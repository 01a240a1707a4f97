//! Configuration model for one configurator widget instance.
//!
//! Loaded once from a JSON payload (see `load`) and immutable for the
//! widget's lifetime. Selection and popup state reference entries here
//! by value, so a reloaded configuration can never leave dangling picks.

pub mod load;

pub use load::{ConfigError, parse_payload};

// ── Option groups ───────────────────────────────────────────────────────

/// Which of the two option groups something refers to.
#[derive(Debug, Clone, Copy, PartialEq, Eq)]
pub enum GroupKind {
    Cabinet,
    Shell,
}

/// A cabinet (base/frame) color option.
#[derive(Debug, Clone, PartialEq)]
pub struct CabinetOption {
    pub name: String,
    pub thumbnail_url: Option<String>,
}

/// One entry of a shell's sparse per-cabinet image map, in payload order.
#[derive(Debug, Clone, PartialEq)]
pub struct CabinetImage {
    pub cabinet: String,
    pub url: String,
}

/// A shell (outer finish) option with its per-cabinet product photos.
#[derive(Debug, Clone, PartialEq)]
pub struct ShellOption {
    pub name: String,
    pub preview_url: Option<String>,
    pub cabinet_images: Vec<CabinetImage>,
}

impl ShellOption {
    /// Exact-key lookup into the per-cabinet image map.
    pub fn image_for(&self, cabinet: &str) -> Option<&str> {
        self.cabinet_images
            .iter()
            .find(|entry| entry.cabinet == cabinet)
            .map(|entry| entry.url.as_str())
    }
}

/// A picked option, tagged by group. Replaces field-name switching on a
/// duck-typed option shape with one discriminated accessor pair.
#[derive(Debug, Clone, PartialEq)]
pub enum Choice {
    Cabinet(CabinetOption),
    Shell(ShellOption),
}

impl Choice {
    pub fn kind(&self) -> GroupKind {
        match self {
            Choice::Cabinet(_) => GroupKind::Cabinet,
            Choice::Shell(_) => GroupKind::Shell,
        }
    }

    pub fn name(&self) -> &str {
        match self {
            Choice::Cabinet(c) => &c.name,
            Choice::Shell(s) => &s.name,
        }
    }

    /// Thumbnail shown in the option grid.
    pub fn image_url(&self) -> Option<&str> {
        match self {
            Choice::Cabinet(c) => c.thumbnail_url.as_deref(),
            Choice::Shell(s) => s.preview_url.as_deref(),
        }
    }
}

// ── Hotspots ────────────────────────────────────────────────────────────

#[derive(Debug, Clone, Copy, PartialEq, Eq, Default)]
pub enum HotspotKind {
    #[default]
    Selector,
    TopAngle,
    QrCode,
}

/// A positioned, clickable marker overlaid on the product image.
/// Only the image field matching `kind` is ever populated (the loader
/// drops the rest).
#[derive(Debug, Clone, PartialEq)]
pub struct Hotspot {
    pub name: String,
    pub kind: HotspotKind,
    /// Horizontal anchor as a percentage of the container, in [0, 100].
    pub x_percent: f64,
    /// Vertical anchor as a percentage of the container, in [0, 100].
    pub y_percent: f64,
    pub top_angle_url: Option<String>,
    pub qr_code_url: Option<String>,
}

// ── Configuration ───────────────────────────────────────────────────────

#[derive(Debug, Clone, PartialEq, Default)]
pub struct Configuration {
    pub product_title: String,
    pub enable_cabinet_options: bool,
    pub enable_shell_options: bool,
    pub cabinet_section_title: String,
    pub shell_section_title: String,
    pub cabinet_options: Vec<CabinetOption>,
    pub shell_options: Vec<ShellOption>,
    pub hotspots: Vec<Hotspot>,
    /// Configured default names; empty means "not configured".
    pub default_shell: String,
    pub default_cabinet: String,
}

impl Configuration {
    pub fn shell_by_name(&self, name: &str) -> Option<&ShellOption> {
        self.shell_options.iter().find(|s| s.name == name)
    }

    pub fn cabinet_by_name(&self, name: &str) -> Option<&CabinetOption> {
        self.cabinet_options.iter().find(|c| c.name == name)
    }

    /// The shell a widget falls back to: the configured default when it
    /// names a real shell, else the first shell, else none.
    pub fn default_shell_option(&self) -> Option<&ShellOption> {
        if !self.default_shell.is_empty() {
            if let Some(shell) = self.shell_by_name(&self.default_shell) {
                return Some(shell);
            }
        }
        self.shell_options.first()
    }

    /// Symmetric fallback for the cabinet group.
    pub fn default_cabinet_option(&self) -> Option<&CabinetOption> {
        if !self.default_cabinet.is_empty() {
            if let Some(cabinet) = self.cabinet_by_name(&self.default_cabinet) {
                return Some(cabinet);
            }
        }
        self.cabinet_options.first()
    }

    pub fn group_enabled(&self, group: GroupKind) -> bool {
        match group {
            GroupKind::Cabinet => self.enable_cabinet_options,
            GroupKind::Shell => self.enable_shell_options,
        }
    }

    pub fn section_title(&self, group: GroupKind) -> &str {
        match group {
            GroupKind::Cabinet => &self.cabinet_section_title,
            GroupKind::Shell => &self.shell_section_title,
        }
    }

    pub fn options_len(&self, group: GroupKind) -> usize {
        match group {
            GroupKind::Cabinet => self.cabinet_options.len(),
            GroupKind::Shell => self.shell_options.len(),
        }
    }

    /// The group's options as tagged choices, in display order.
    pub fn choices(&self, group: GroupKind) -> Vec<Choice> {
        match group {
            GroupKind::Cabinet => self
                .cabinet_options
                .iter()
                .cloned()
                .map(Choice::Cabinet)
                .collect(),
            GroupKind::Shell => self
                .shell_options
                .iter()
                .cloned()
                .map(Choice::Shell)
                .collect(),
        }
    }
}

#[cfg(test)]
pub(crate) mod fixtures {
    use super::*;

    pub fn shell(name: &str, images: &[(&str, &str)]) -> ShellOption {
        ShellOption {
            name: name.to_string(),
            preview_url: Some(format!("/assets/{}.jpg", name.to_lowercase())),
            cabinet_images: images
                .iter()
                .map(|(cabinet, url)| CabinetImage {
                    cabinet: cabinet.to_string(),
                    url: url.to_string(),
                })
                .collect(),
        }
    }

    pub fn cabinet(name: &str) -> CabinetOption {
        CabinetOption {
            name: name.to_string(),
            thumbnail_url: Some(format!("/assets/{}-thumb.jpg", name.to_lowercase())),
        }
    }

    /// The two-shell, two-cabinet configuration used across the test suite.
    pub fn spa_config() -> Configuration {
        Configuration {
            product_title: "Vista Spa".to_string(),
            enable_cabinet_options: true,
            enable_shell_options: true,
            cabinet_section_title: "Cabinets".to_string(),
            shell_section_title: "Shells".to_string(),
            cabinet_options: vec![cabinet("Slate"), cabinet("Graphite")],
            shell_options: vec![
                shell("Platinum", &[("Slate", "p-s.jpg"), ("Graphite", "p-g.jpg")]),
                shell("Midnight", &[("Slate", "m-s.jpg")]),
            ],
            hotspots: vec![
                Hotspot {
                    name: "Cabinet Colors".to_string(),
                    kind: HotspotKind::Selector,
                    x_percent: 20.0,
                    y_percent: 70.0,
                    top_angle_url: None,
                    qr_code_url: None,
                },
                Hotspot {
                    name: "Shell Colors".to_string(),
                    kind: HotspotKind::Selector,
                    x_percent: 60.0,
                    y_percent: 30.0,
                    top_angle_url: None,
                    qr_code_url: None,
                },
            ],
            default_shell: String::new(),
            default_cabinet: String::new(),
        }
    }
}

#[cfg(test)]
mod tests {
    use super::fixtures::spa_config;
    use super::*;

    #[test]
    fn default_shell_falls_back_to_first() {
        let config = spa_config();
        assert_eq!(config.default_shell_option().unwrap().name, "Platinum");
    }

    #[test]
    fn default_shell_prefers_configured_name() {
        let mut config = spa_config();
        config.default_shell = "Midnight".to_string();
        assert_eq!(config.default_shell_option().unwrap().name, "Midnight");
    }

    #[test]
    fn unmatched_default_name_falls_back_to_first() {
        let mut config = spa_config();
        config.default_shell = "Bronze".to_string();
        assert_eq!(config.default_shell_option().unwrap().name, "Platinum");
    }

    #[test]
    fn no_shells_means_no_default() {
        let mut config = spa_config();
        config.shell_options.clear();
        assert!(config.default_shell_option().is_none());
    }

    #[test]
    fn image_for_is_exact_and_sparse() {
        let config = spa_config();
        let midnight = config.shell_by_name("Midnight").unwrap();
        assert_eq!(midnight.image_for("Slate"), Some("m-s.jpg"));
        assert_eq!(midnight.image_for("Graphite"), None);
        assert_eq!(midnight.image_for("slate"), None);
    }

    #[test]
    fn choice_accessors_discriminate() {
        let config = spa_config();
        let shell = Choice::Shell(config.shell_options[0].clone());
        let cabinet = Choice::Cabinet(config.cabinet_options[1].clone());
        assert_eq!(shell.kind(), GroupKind::Shell);
        assert_eq!(shell.name(), "Platinum");
        assert_eq!(cabinet.kind(), GroupKind::Cabinet);
        assert_eq!(cabinet.name(), "Graphite");
        assert_eq!(cabinet.image_url(), Some("/assets/graphite-thumb.jpg"));
    }

    #[test]
    fn choices_preserve_display_order() {
        let config = spa_config();
        let names: Vec<String> = config
            .choices(GroupKind::Cabinet)
            .iter()
            .map(|c| c.name().to_string())
            .collect();
        assert_eq!(names, ["Slate", "Graphite"]);
    }
}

================================

Consider the string "with". State how many lines of the data contain it, giving the number alone.

**FINAL ANSWER**
2